A word of warning: any palaeo friends (i.e. most people I know in Manchester) might want to stop reading now, as I’m about to reveal the extent of my ignorance when it comes to ancient life.

I’ve always enjoyed the ichthyosaur section in the Natural History Museum as much as the next person, and noted with amazement that many of the fantastic beasts festooning the walls were found in little old England. Obviously I knew there were still fossils to be discovered; however, for some reason, I had imagined that fossil hunting these days would involve hours of drudgery before finding anything- that somehow Mary Anning had managed to hoover up every interesting fossil on the British Isles leaving only a smattering for those who already had their eye in. I’m really not sure how I managed to get this ridiculous notion into my head, but thankfully, it has now been well and truly put to rest. I am proud to announce I am now the owner of fossils that I have found and excavated myself, the results of a trip to the famous jurassic coast of Yorkshire, and an obscure little site situated, of all places, 20 minutes from the centre of Stockport.


We visited the first site, Saltwick Bay near Whitby, on a crisp winter day after a three hour drive from Manchester. The geology here is Jurrasic (because if you’re going to start fossil hunting, you may as well start with the most famous geological period of all time)- and the rocks are packed with bivalves, ammonites, plants and belemnites (extinct relatives of squid which had a hard internal skeleton- this link features a good description of what they looked like). The area is known for yielding some pretty amazing stuff, including dinosaur footprints and marine crocodiles- but a newbie like me was over the moon to find my first ever 3D ammonites and some beautiful imprints, made over 170 million years ago at a time when dinosaurs were still flesh and blood. Knowing that the remains of these creatures had been buried for such an unfathomable amount of time, and that you were the first person to ever see that particular individual, was pretty amazing. I was hooked, and eagerly signed up to the next fossil hunting day on offer- even though, when Stockport was revealed as the location, I was pretty cynical.
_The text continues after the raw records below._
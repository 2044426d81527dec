//! Ranked reporting
//!
//! Orders the frequency table by descending count, breaking ties by token,
//! then applies the minimum-count filter and the top-N cut, in that order.

use std::cmp::Ordering;
use std::fmt;
use std::num::{NonZeroU64, NonZeroUsize};

use crate::counter::FrequencyTable;
use crate::error::{Result, WordFreqError};

/// Validated reporting options
#[derive(Debug, Clone, Copy, PartialEq, Eq, Default)]
pub struct ReportConfig {
    top_n: Option<NonZeroUsize>,
    min_count: Option<NonZeroU64>,
}

impl ReportConfig {
    /// Validate raw option values
    ///
    /// Both values must be positive when given.
    pub fn new(top_n: Option<i64>, min_count: Option<i64>) -> Result<Self> {
        let top_n = top_n
            .map(|n| {
                usize::try_from(n)
                    .ok()
                    .and_then(NonZeroUsize::new)
                    .ok_or_else(|| invalid("top", n))
            })
            .transpose()?;

        let min_count = min_count
            .map(|n| {
                u64::try_from(n)
                    .ok()
                    .and_then(NonZeroU64::new)
                    .ok_or_else(|| invalid("min-count", n))
            })
            .transpose()?;

        Ok(Self { top_n, min_count })
    }

    pub fn top_n(&self) -> Option<usize> {
        self.top_n.map(NonZeroUsize::get)
    }

    pub fn min_count(&self) -> Option<u64> {
        self.min_count.map(NonZeroU64::get)
    }
}

fn invalid(option: &'static str, value: i64) -> WordFreqError {
    WordFreqError::InvalidOption {
        option,
        value: value.to_string(),
        reason: "must be a positive integer",
    }
}

/// One line of the report
#[derive(Debug, Clone, PartialEq, Eq)]
pub struct ReportEntry {
    pub token: String,
    pub count: u64,
}

impl ReportEntry {
    pub fn new(token: impl Into<String>, count: u64) -> Self {
        Self {
            token: token.into(),
            count,
        }
    }
}

impl fmt::Display for ReportEntry {
    fn fmt(&self, f: &mut fmt::Formatter<'_>) -> fmt::Result {
        write!(f, "{}: {}", self.token, self.count)
    }
}

/// Descending count, then ascending token
fn rank_order(a: &ReportEntry, b: &ReportEntry) -> Ordering {
    b.count.cmp(&a.count).then_with(|| a.token.cmp(&b.token))
}

/// A ranked report together with totals of the table it came from
#[derive(Debug, Clone, PartialEq, Eq, Default)]
pub struct Report {
    pub entries: Vec<ReportEntry>,
    /// Distinct tokens in the source table
    pub distinct_tokens: usize,
    /// Total occurrences in the source table
    pub total_occurrences: u64,
}

impl Report {
    pub fn is_empty(&self) -> bool {
        self.entries.is_empty()
    }

    pub fn len(&self) -> usize {
        self.entries.len()
    }
}

/// Produce the ranked entries for `table`
pub fn rank(table: &FrequencyTable, config: &ReportConfig) -> Vec<ReportEntry> {
    let min_count = config.min_count().unwrap_or(1);

    let mut entries: Vec<ReportEntry> = table
        .iter()
        .filter(|&(_, count)| count >= min_count)
        .map(|(token, count)| ReportEntry::new(token, count))
        .collect();

    entries.sort_unstable_by(rank_order);

    if let Some(n) = config.top_n() {
        entries.truncate(n);
    }

    entries
}

/// Build a full report for `table`
pub fn build_report(table: &FrequencyTable, config: &ReportConfig) -> Report {
    Report {
        entries: rank(table, config),
        distinct_tokens: table.distinct(),
        total_occurrences: table.total(),
    }
}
It was a drizzly day, the kind where your fingers are clinging to the warm coffee fresh out of the thermos. We delved 100 million years further back in time to the Carboniferous, at a site called Offerton which was within walking distance of Stockport train station. It’s a little river cutting (i.e. exposed bank) hidden in woodland, and is an awesome place to look for ferns and other plants that were alive a staggering 300 million years ago. The woods smelt of wild garlic, and we spent a lovely couple of hours looking for specimens in the shale. The detail that was preserved was just incredible- right down to the veins on the leaves- and we found delicate ferns as well as leaves that resembles modern-day gingkoes. Just think! Those leaves were alive in a world before people, mammals, birdsdinosaurs… a tropical swamp (see pic below) populated by giant insects and enormous scorpions and millipedes that grew to over 2m long. I guess that looking at fossils behind glass had never really brought this home for me, but holding something tangible in your hand was a real eye-opener.

meyers_b15_s0272bCredit: Bibliographisches Institut – Meyers Konversationslexikon.

So, what next? I may treat myself to a repeat viewing of Planet Dinosaur and First Life, and dream about the finds that are still out there. When one has friends that have found ankylosaur scutes and fossilised fish on UK beaches one’s ambition is bound to start augmenting. In the meantime, I’ll be staring fascinated at the small snapshots of a lost world, now sat on top of my coffee table.

N.B. The UK fossils network is a fantastic resource if you’re thinking about going fossil hunting yourself- it lists sites from all over the country, how to get there, what you might expect to find, safety information, and what equipment you should bring. It also will tell you if a site is an SSSI, which might limit where you’re allowed to hammer.